According to some embodiments, the instructions causing the one or more processors to submit, in response to determining that there has been at least one change in the first semantic information that exceeds a threshold value, at least a portion of the first semantic information in the form of a prompt to a large language model (LLM) further comprise instructions causing the one or more processors to: filter out at least a second portion of the first semantic information based, at least in part, on a determination that the at least second portion of the first semantic information comprises hallucinated semantic information.
According to some embodiments, a non-transitory program storage device id disclosed, comprising instructions stored thereon to cause one or more processors to: sample data captured by one or more image sensors of a device over a first period of time to produce sampled image sensor data; sample data captured by one or more non-image sensors of the device over the first period of time to produce sampled non-image sensor data; obtain a first set of encoded features for first semantic information associated with the sampled image sensor data; obtain a second set of encoded features for second semantic information associated with the sampled non-image sensor data; determine, based on a comparison of the first set of encoded features and the second set of encoded features to a third set of encoded features for semantic information associated with sampled data captured prior to the first time period, that there has been at least one change in the first semantic information or the second semantic information that exceeds a threshold value; submit, in response to determining that there has been at least one change in the first semantic information or the second semantic information that exceeds a threshold value, at least a portion of the first semantic information or the second semantic information in the form of a prompt to a large language model (LLM); and cause the device to perform an action based, at least in part, on an output from the LLM produced in response to the submitted prompt. (As mentioned above, in still other embodiments disclosed herein, the interpretation of the filtered semantics may be done directly in the embedded space, i.e., not submitting the semantics to be further processed by the LLM.)
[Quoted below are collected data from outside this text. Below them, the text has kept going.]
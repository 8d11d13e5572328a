//! Task HTTP routes.

use actix_web::error::QueryPayloadError;
use actix_web::{web, HttpRequest, HttpResponse};
use serde::{Deserialize, Serialize};
use time::macros::format_description;
use time::{Date, OffsetDateTime};

use crate::db::require_db;
use crate::entities::TaskStatus;
use crate::error::AppError;
use crate::errors::ErrorCode;
use crate::extractors::{TaskId, ValidatedJson};
use crate::repos::tasks::{Task, TaskFilter};
use crate::services::tasks::{self as task_service, TaskDraft};
use crate::state::app_state::AppState;

/// Body of `POST` and `PUT`.
#[derive(Debug, Deserialize)]
pub struct TaskRequest {
    pub title: String,
    #[serde(default)]
    pub description: String,
    #[serde(with = "time::serde::rfc3339")]
    pub date: OffsetDateTime,
    #[serde(default)]
    pub status: TaskStatus,
}

#[derive(Debug, Serialize)]
pub struct TaskResponse {
    pub id: i64,
    pub title: String,
    pub description: String,
    #[serde(with = "time::serde::rfc3339")]
    pub date: OffsetDateTime,
    pub status: TaskStatus,
}

#[derive(Debug, Default, Deserialize)]
pub struct ListQuery {
    pub title: Option<String>,
    /// `YYYY-MM-DD`
    pub date: Option<String>,
    pub status: Option<TaskStatus>,
}

impl From<TaskRequest> for TaskDraft {
    fn from(req: TaskRequest) -> Self {
        Self {
            title: req.title,
            description: req.description,
            date: req.date,
            status: req.status,
        }
    }
}

impl From<Task> for TaskResponse {
    fn from(task: Task) -> Self {
        Self {
            id: task.id,
            title: task.title,
            description: task.description,
            date: task.date,
            status: task.status,
        }
    }
}

impl ListQuery {
    fn into_filter(self) -> Result<TaskFilter, AppError> {
        let date = self.date.as_deref().map(parse_day).transpose()?;
        Ok(TaskFilter {
            title: self.title.filter(|t| !t.trim().is_empty()),
            date,
            status: self.status,
        })
    }
}

fn parse_day(raw: &str) -> Result<Date, AppError> {
    Date::parse(raw.trim(), format_description!("[year]-[month]-[day]")).map_err(|_| {
        AppError::bad_request(
            ErrorCode::InvalidDate,
            format!("Invalid date '{raw}', expected YYYY-MM-DD"),
        )
    })
}

/// Query-string failures (e.g. an unknown status) as Problem Details.
pub fn query_config() -> web::QueryConfig {
    web::QueryConfig::default().error_handler(|err: QueryPayloadError, _req: &HttpRequest| {
        AppError::bad_request(ErrorCode::BadRequest, format!("Invalid query string: {err}")).into()
    })
}

/// GET /api/tasks
async fn list_tasks(
    query: web::Query<ListQuery>,
    app_state: web::Data<AppState>,
) -> Result<HttpResponse, AppError> {
    let filter = query.into_inner().into_filter()?;
    let db = require_db(&app_state)?;

    let tasks = task_service::list(db, &filter).await?;
    let body: Vec<TaskResponse> = tasks.into_iter().map(TaskResponse::from).collect();
    Ok(HttpResponse::Ok().json(body))
}

/// GET /api/tasks/{task_id}
async fn get_task(
    task_id: TaskId,
    app_state: web::Data<AppState>,
) -> Result<HttpResponse, AppError> {
    let db = require_db(&app_state)?;
    let task = task_service::get(db, task_id.0).await?;
    Ok(HttpResponse::Ok().json(TaskResponse::from(task)))
}

/// POST /api/tasks
async fn create_task(
    body: ValidatedJson<TaskRequest>,
    app_state: web::Data<AppState>,
) -> Result<HttpResponse, AppError> {
    let db = require_db(&app_state)?;
    let task = task_service::create(db, body.into_inner().into()).await?;
    Ok(HttpResponse::Created()
        .insert_header(("location", format!("/api/tasks/{}", task.id)))
        .json(TaskResponse::from(task)))
}

/// PUT /api/tasks/{task_id}
async fn update_task(
    task_id: TaskId,
    body: ValidatedJson<TaskRequest>,
    app_state: web::Data<AppState>,
) -> Result<HttpResponse, AppError> {
    let db = require_db(&app_state)?;
    let task = task_service::update(db, task_id.0, body.into_inner().into()).await?;
    Ok(HttpResponse::Ok().json(TaskResponse::from(task)))
}

/// DELETE /api/tasks/{task_id}
async fn delete_task(
    task_id: TaskId,
    app_state: web::Data<AppState>,
) -> Result<HttpResponse, AppError> {
    let db = require_db(&app_state)?;
    task_service::delete(db, task_id.0).await?;
    Ok(HttpResponse::NoContent().finish())
}

pub fn configure_routes(cfg: &mut web::ServiceConfig) {
    cfg.service(
        web::resource("")
            .route(web::get().to(list_tasks))
            .route(web::post().to(create_task)),
    );
    cfg.service(
        web::resource("/{task_id}")
            .route(web::get().to(get_task))
            .route(web::put().to(update_task))
            .route(web::delete().to(delete_task)),
    );
}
According to some such embodiments, the data captured by the one or more image sensors over the first period of time comprises: still images, video segments, or a combination thereof. According to other such embodiments, the data captured by the one or more non-image sensors over the first period of time comprises: audio data, positional information, or a combination thereof.
According to still other embodiments, an image processing method is disclosed, comprising: sampling data captured by one or more image sensors of a device over a first period of time to produce sampled image sensor data; obtaining a first set of encoded features for first semantic information associated with the sampled image sensor data; sampling data captured by one or more non-image sensors of the device over the first period of time to produce sampled non-image sensor data; detecting, based on a comparison of the sampled data captured by the one or more non-image sensors over the first period of time to sampled data captured by the one or more non-image sensors over a period of time prior to the first period of time, that there has been at least one change in the data captured by the one or more non-image sensors; determining that: (a) based on a comparison of the first set of encoded features to a second set of encoded features for second semantic information associated with sampled data captured by the one or more image sensors of the device prior to the first time period, there has been at least one change in the first semantic information that exceeds a first threshold value; or (b) the at least one change in the data captured by the one or more non-image sensors exceeds a second threshold value; submitting, in response to determining that either the first threshold value or the second threshold value has been exceeded, at least a portion of the first semantic information or third semantic information that is associated with the sampled non-image sensor data in the form of a prompt to an LLM; and causing the device to perform an action based, at least in part, on an output from the LLM produced in response to the submitted prompt.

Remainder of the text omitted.